Shows how police serve to assist ICE despite sanctuary laws insisting otherwise In the United States, local law enforcement agencies are legally and organizationally independent entities from federal law enforcement agencies like the FBI and ICE. While local police enforce local, state and federal laws, they are not required to enforce civil immigration laws. This book examines the role of local police as voluntary, auxiliary reinforcements for ICE, focusing on the police force in New Jersey. It argues that even police in sanctuary jurisdictions, which explicitly label themselves as immigrant-friendly, are nonetheless still informally multiplying ICE's forces through voluntary cooperation. While to date, the ethnography of policing has been produced from participant observation with the police in "ride-alongs" during patrol work and in jails and the examination of official documents like police reports, this book employs a novel method of transcribing police body worn camera (BWC) video footage to provide immersive, ethnographic thick description narratives of instances of local police officers assisting ICE. It makes the case that BWC ethnographic methods are better able to capture realistic interactions between the police and those they stop than when participant observers are on the scene.

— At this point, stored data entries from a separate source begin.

/// Parsed record content
#[derive(Debug, Clone, PartialEq, Eq)]
pub enum RecordContent {
    A(Ipv4Addr),
    Aaaa(Ipv6Addr),
    /// NS, CNAME, DNAME and PTR: a single target name
    Name(DomainName),
    Mx {
        preference: u16,
        exchange: DomainName,
    },
    Srv {
        priority: u16,
        weight: u16,
        port: u16,
        target: DomainName,
    },
    Soa(Soa),
    Txt(Vec<Vec<u8>>),
    Hinfo {
        cpu: Vec<u8>,
        os: Vec<u8>,
    },
    Caa {
        flags: u8,
        tag: String,
        value: Vec<u8>,
    },
    /// DS and CDS
    Ds {
        key_tag: u16,
        algorithm: u8,
        digest_type: u8,
        digest: Vec<u8>,
    },
    /// DNSKEY and CDNSKEY
    Dnskey {
        flags: u16,
        protocol: u8,
        algorithm: u8,
        public_key: Vec<u8>,
    },
    Rrsig(Rrsig),
    Nsec {
        next: DomainName,
        types: Vec<RecordType>,
    },
    Nsec3 {
        algorithm: u8,
        flags: u8,
        iterations: u16,
        salt: Vec<u8>,
        next_hashed: Vec<u8>,
        types: Vec<RecordType>,
    },
    Nsec3Param {
        algorithm: u8,
        flags: u8,
        iterations: u16,
        salt: Vec<u8>,
    },
    Tlsa {
        usage: u8,
        selector: u8,
        matching_type: u8,
        data: Vec<u8>,
    },
    Sshfp {
        algorithm: u8,
        fp_type: u8,
        fingerprint: Vec<u8>,
    },
    /// Types without a dedicated parser; content is kept verbatim
    Opaque(String),
}

/// Outcome of comparing stored content with its canonical rendering
#[derive(Debug, Clone, PartialEq, Eq)]
pub enum ContentCheck {
    Canonical,
    NonCanonical { rendered: String },
    /// AAAA content that is not a plain IPv6 literal
    InvalidIpv6,
}

impl RecordContent {
    /// Parse `content` as rdata of type `rtype`
    pub fn parse(rtype: RecordType, content: &str) -> Result<Self> {
        if content.trim().is_empty() && has_parser(rtype) {
            return Err(ContentError::Empty);
        }

        let fields: Vec<&str> = content.split_whitespace().collect();

        match rtype {
            RecordType::A => {
                expect_fields(rtype, &fields, 1)?;
                fields[0]
                    .parse()
                    .map(RecordContent::A)
                    .map_err(|_| ContentError::InvalidIpv4(fields[0].to_string()))
            }
            RecordType::AAAA => {
                expect_fields(rtype, &fields, 1)?;
                fields[0]
                    .parse()
                    .map(RecordContent::Aaaa)
                    .map_err(|_| ContentError::InvalidIpv6(fields[0].to_string()))
            }
            RecordType::NS | RecordType::CNAME | RecordType::DNAME | RecordType::PTR => {
                expect_fields(rtype, &fields, 1)?;
                Ok(RecordContent::Name(parse_name(fields[0])?))
            }
            RecordType::MX => {
                expect_fields(rtype, &fields, 2)?;
                Ok(RecordContent::Mx {
                    preference: number("MX preference", fields[0])?,
                    exchange: parse_name(fields[1])?,
                })
            }
            RecordType::SRV => {
                expect_fields(rtype, &fields, 4)?;
                Ok(RecordContent::Srv {
                    priority: number("SRV priority", fields[0])?,
                    weight: number("SRV weight", fields[1])?,
                    port: number("SRV port", fields[2])?,
                    target: parse_name(fields[3])?,
                })
            }
            RecordType::SOA => {
                expect_fields(rtype, &fields, SOA_FIELD_COUNT)?;
                Ok(RecordContent::Soa(Soa {
                    mname: parse_name(fields[0])?,
                    rname: parse_name(fields[1])?,
                    serial: number("SOA serial", fields[2])?,
                    refresh: number("SOA refresh", fields[3])?,
                    retry: number("SOA retry", fields[4])?,
                    expire: number("SOA expire", fields[5])?,
                    minimum: number("SOA minimum", fields[6])?,
                }))
            }
            RecordType::TXT => {
                let strings = character_strings(content)?;
                if strings.is_empty() {
                    return Err(ContentError::Empty);
                }
                Ok(RecordContent::Txt(strings))
            }
            RecordType::HINFO => {
                let mut strings = character_strings(content)?;
                if strings.len() != 2 {
                    return Err(ContentError::FieldCount {
                        rtype,
                        expected: 2,
                        got: strings.len(),
                    });
                }
                let os = strings.pop().unwrap_or_default();
                let cpu = strings.pop().unwrap_or_default();
                Ok(RecordContent::Hinfo { cpu, os })
            }
            RecordType::CAA => parse_caa(rtype, content),
            RecordType::DS | RecordType::CDS => {
                let (head, rest) = split_fields(content, 3);
                expect_head(rtype, &head, rest, 3)?;
                Ok(RecordContent::Ds {
                    key_tag: number("DS key tag", head[0])?,
                    algorithm: number("DS algorithm", head[1])?,
                    digest_type: number("DS digest type", head[2])?,
                    digest: decode_hex(rest)?,
                })
            }
            RecordType::DNSKEY | RecordType::CDNSKEY => {
                let (head, rest) = split_fields(content, 3);
                expect_head(rtype, &head, rest, 3)?;
                Ok(RecordContent::Dnskey {
                    flags: number("DNSKEY flags", head[0])?,
                    protocol: number("DNSKEY protocol", head[1])?,
                    algorithm: number("DNSKEY algorithm", head[2])?,
                    public_key: decode_base64(rest)?,
                })
            }
            RecordType::RRSIG => {
                let (head, rest) = split_fields(content, 8);
                expect_head(rtype, &head, rest, 8)?;
                Ok(RecordContent::Rrsig(Rrsig {
                    type_covered: head[0]
                        .parse()
                        .map_err(|_| ContentError::UnknownType(head[0].to_string()))?,
                    algorithm: number("RRSIG algorithm", head[1])?,
                    labels: number("RRSIG labels", head[2])?,
                    original_ttl: number("RRSIG original TTL", head[3])?,
                    expiration: parse_timestamp(head[4])?,
                    inception: parse_timestamp(head[5])?,
                    key_tag: number("RRSIG key tag", head[6])?,
                    signer: parse_name(head[7])?,
                    signature: decode_base64(rest)?,
                }))
            }
            RecordType::NSEC => Ok(RecordContent::Nsec {
                next: parse_name(fields[0])?,
                types: parse_types(&fields[1..])?,
            }),
            RecordType::NSEC3 => {
                if fields.len() < 5 {
                    return Err(ContentError::FieldCount {
                        rtype,
                        expected: 5,
                        got: fields.len(),
                    });
                }
                Ok(RecordContent::Nsec3 {
                    algorithm: number("NSEC3 algorithm", fields[0])?,
                    flags: number("NSEC3 flags", fields[1])?,
                    iterations: number("NSEC3 iterations", fields[2])?,
                    salt: parse_salt(fields[3])?,
                    next_hashed: decode_base32hex(fields[4])?,
                    types: parse_types(&fields[5..])?,
                })
            }
            RecordType::NSEC3PARAM => {
                expect_fields(rtype, &fields, 4)?;
                Ok(RecordContent::Nsec3Param {
                    algorithm: number("NSEC3PARAM algorithm", fields[0])?,
                    flags: number("NSEC3PARAM flags", fields[1])?,
                    iterations: number("NSEC3PARAM iterations", fields[2])?,
                    salt: parse_salt(fields[3])?,
                })
            }
            RecordType::TLSA => {
                let (head, rest) = split_fields(content, 3);
                expect_head(rtype, &head, rest, 3)?;
                Ok(RecordContent::Tlsa {
                    usage: number("TLSA usage", head[0])?,
                    selector: number("TLSA selector", head[1])?,
                    matching_type: number("TLSA matching type", head[2])?,
                    data: decode_hex(rest)?,
                })
            }
            RecordType::SSHFP => {
                let (head, rest) = split_fields(content, 2);
                expect_head(rtype, &head, rest, 2)?;
                Ok(RecordContent::Sshfp {
                    algorithm: number("SSHFP algorithm", head[0])?,
                    fp_type: number("SSHFP fingerprint type", head[1])?,
                    fingerprint: decode_hex(rest)?,
                })
            }
            _ => Ok(RecordContent::Opaque(content.to_string())),
        }
    }

    /// Render the content in presentation format.
    ///
    /// With `no_dot` set, embedded names are rendered without their trailing
    /// dot, which is how backends store them. Otherwise names are absolute.
    pub fn render(&self, no_dot: bool) -> String {
        let name = |n: &DomainName| if no_dot { n.to_string() } else { n.to_fqdn() };

        match self {
            RecordContent::A(addr) => addr.to_string(),
            RecordContent::Aaaa(addr) => addr.to_string(),
            RecordContent::Name(target) => name(target),
            RecordContent::Mx {
                preference,
                exchange,
            } => format!("{} {}", preference, name(exchange)),
            RecordContent::Srv {
                priority,
                weight,
                port,
                target,
            } => format!("{} {} {} {}", priority, weight, port, name(target)),
            RecordContent::Soa(soa) => format!(
                "{} {} {} {} {} {} {}",
                name(&soa.mname),
                name(&soa.rname),
                soa.serial,
                soa.refresh,
                soa.retry,
                soa.expire,
                soa.minimum
            ),
            RecordContent::Txt(strings) => strings
                .iter()
                .map(|s| quote(s))
                .collect::<Vec<_>>()
                .join(" "),
            RecordContent::Hinfo { cpu, os } => format!("{} {}", quote(cpu), quote(os)),
            RecordContent::Caa { flags, tag, value } => {
                format!("{} {} {}", flags, tag, quote(value))
            }
            RecordContent::Ds {
                key_tag,
                algorithm,
                digest_type,
                digest,
            } => format!(
                "{} {} {} {}",
                key_tag,
                algorithm,
                digest_type,
                hex::encode(digest)
            ),
            RecordContent::Dnskey {
                flags,
                protocol,
                algorithm,
                public_key,
            } => format!(
                "{} {} {} {}",
                flags,
                protocol,
                algorithm,
                BASE64.encode(public_key)
            ),
            RecordContent::Rrsig(sig) => format!(
                "{} {} {} {} {} {} {} {} {}",
                sig.type_covered,
                sig.algorithm,
                sig.labels,
                sig.original_ttl,
                render_timestamp(sig.expiration),
                render_timestamp(sig.inception),
                sig.key_tag,
                name(&sig.signer),
                BASE64.encode(&sig.signature)
            ),
            RecordContent::Nsec { next, types } => render_types(name(next), types),
            RecordContent::Nsec3 {
                algorithm,
                flags,
                iterations,
                salt,
                next_hashed,
                types,
            } => render_types(
                format!(
                    "{} {} {} {} {}",
                    algorithm,
                    flags,
                    iterations,
                    render_salt(salt),
                    base32::encode(base32::Alphabet::Rfc4648HexLower { padding: false }, next_hashed)
                ),
                types,
            ),
            RecordContent::Nsec3Param {
                algorithm,
                flags,
                iterations,
                salt,
            } => format!("{} {} {} {}", algorithm, flags, iterations, render_salt(salt)),
            RecordContent::Tlsa {
                usage,
                selector,
                matching_type,
                data,
            } => format!("{} {} {} {}", usage, selector, matching_type, hex::encode(data)),
            RecordContent::Sshfp {
                algorithm,
                fp_type,
                fingerprint,
            } => format!("{} {} {}", algorithm, fp_type, hex::encode(fingerprint)),
            RecordContent::Opaque(text) => text.clone(),
        }
    }
}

The volume thus not only reveals the ways in which local police function to assist ICE in enforcing federal civil immigration law, but also demonstrates the significance of using BWC-based ethnographies to examine how police exercise power. From police footage, internal records, and other materials, On the Side of ICE renders intimate, on-the-ground ethnographic narratives that illuminate what policing immigration looks like in contemporary America.
Peter Mancina is Adjunct Professor in the Rutgers Law School at Rutgers, The State University of New Jersey.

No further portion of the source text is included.